Total spending will reach almost $21 billion, up 6 percent from last year, according to a survey from the National Retail Federation and Prosper Insight and Analytics. Those surveyed said they’ll spend an average $161.96, a 13 percent increase from 2018.
Spending is up even though only 51 percent of Americans plan to celebrate the holiday, down from 55 percent last year and a high of 63 percent in 2007.
“The vast majority of Valentine’s Day dollars are still spent on significant others, but there’s a big increase this year in consumers spreading the love to children, parents, friends and co-workers,” said Matthew Shay, the National Retail Federation’s president and chief executive officer.

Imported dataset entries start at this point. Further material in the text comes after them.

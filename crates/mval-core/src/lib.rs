//! # mval-core — Foundational Types for Model Validation
//!
//! This crate defines the data every other mval crate exchanges: the
//! hierarchical error tree produced by a validation run, the message
//! templates that tree carries, the per-call execution options, and the
//! error enums for engine contract violations.
//!
//! ## Key Design Principles
//!
//! 1. **Findings are data, violations are errors.** A failing rule becomes an
//!    [`Error`] inside an [`ErrorsCollection`]. A malformed specification or
//!    an exceeded depth limit becomes a [`CompileError`] or [`ExecutionError`]
//!    returned from the call site.
//!
//! 2. **Eager pruning.** No node of an [`ErrorsCollection`] ever holds an
//!    empty child, so `is_empty` on the root answers "is the model valid".
//!
//! 3. **Late rendering.** Messages stay templates with typed [`Arg`]s until a
//!    report renders them, so one result can be rendered under many
//!    translations.
//!
//! ## Crate Policy
//!
//! - No dependencies on other `mval-*` crates (this is the leaf of the DAG).
//! - No `unsafe` code.
//! - No `panic!()` or `.unwrap()` outside tests.

pub mod error;
pub mod errors;
pub mod message;
pub mod options;
pub mod settings;

// Re-export primary types for ergonomic imports.
pub use error::{CompileError, ExecutionError, MvalError, SettingsError, TemplateError};
pub use errors::{Error, ErrorsCollection};
pub use message::{render, Arg, Number, LINE_BREAK_MARKER};
pub use options::{
    ExecutionOptions, ValidationStrategy, DEFAULT_COLLECTION_FORCE_KEY, DEFAULT_ERROR_MESSAGE,
    DEFAULT_MAX_DEPTH, DEFAULT_REQUIRED_MESSAGE,
};
pub use settings::ValidationSettings;
//! A rendered, displayable report.

use std::fmt;

use mval_core::ErrorsCollection;
use serde::Serialize;
use tracing::debug;

use crate::error::ReportError;
use crate::flatten::{flatten, FlatEntry};
use crate::renderer::Renderer;

/// Rendered findings of one validation run.
///
/// `Display` prints one finding per line as `path: message`; root findings
/// print the message alone.
#[derive(Debug, Clone, PartialEq, Eq, Default, Serialize)]
#[serde(transparent)]
pub struct Report {
    entries: Vec<FlatEntry>,
}

impl Report {
    /// Render `tree` without translation.
    ///
    /// # Errors
    ///
    /// Returns [`ReportError::Template`] if any message fails to render.
    pub fn new(tree: &ErrorsCollection) -> Result<Self, ReportError> {
        Self::with_renderer(tree, &Renderer::new())
    }

    /// Render `tree` with `renderer`.
    ///
    /// # Errors
    ///
    /// Returns [`ReportError::Template`] if any message fails to render.
    pub fn with_renderer(
        tree: &ErrorsCollection,
        renderer: &Renderer<'_>,
    ) -> Result<Self, ReportError> {
        let entries = flatten(tree, renderer)?;
        debug!(
            entries = entries.len(),
            translation = renderer.translation().map(|t| t.name()),
            "rendered validation report"
        );
        Ok(Self { entries })
    }

    /// Every finding in path order.
    pub fn entries(&self) -> &[FlatEntry] {
        &self.entries
    }

    /// Messages reported at exactly `path`.
    pub fn messages_at<'a>(&'a self, path: &'a str) -> impl Iterator<Item = &'a str> + 'a {
        self.entries
            .iter()
            .filter(move |entry| entry.path == path)
            .map(|entry| entry.message.as_str())
    }

    /// Number of findings.
    pub fn len(&self) -> usize {
        self.entries.len()
    }

    /// True for a valid model.
    pub fn is_empty(&self) -> bool {
        self.entries.is_empty()
    }
}

impl fmt::Display for Report {
    fn fmt(&self, f: &mut fmt::Formatter<'_>) -> fmt::Result {
        for (i, entry) in self.entries.iter().enumerate() {
            if i > 0 {
                f.write_str("\n")?;
            }
            if entry.path.is_empty() {
                f.write_str(&entry.message)?;
            } else {
                write!(f, "{}: {}", entry.path, entry.message)?;
            }
        }
        Ok(())
    }
}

Forty-four percent of consumers are expected to buy Valentine’s Day greeting cards this year, down from 46 percent last year and 58 percent a decade ago.
The Greeting Card Association estimates 145 million Valentine’s Day cards are purchased annually, excluding classroom cards for children.
To serve customers who mail their Valentine’s Day cards, USPS traditionally releases a stamp from its Love series at the beginning of each year. Hearts Blossom, the 2019 stamp, was dedicated last month in San Juan, PR.
The stamp can help customers extend holiday sentiments beyond Feb. 14.
“While these stamps are perfect for Valentine’s Day, they can be used year-round because love never goes out of season,” Network Operations Vice President Robert Cintron told attendees during the dedication ceremony.
In addition to greeting cards, consumers this year plan to spend money on candy (52 percent), flowers (35 percent) and an evening out (34 percent), according to the survey from the National Retail Federation and Prosper Insight and Analytics.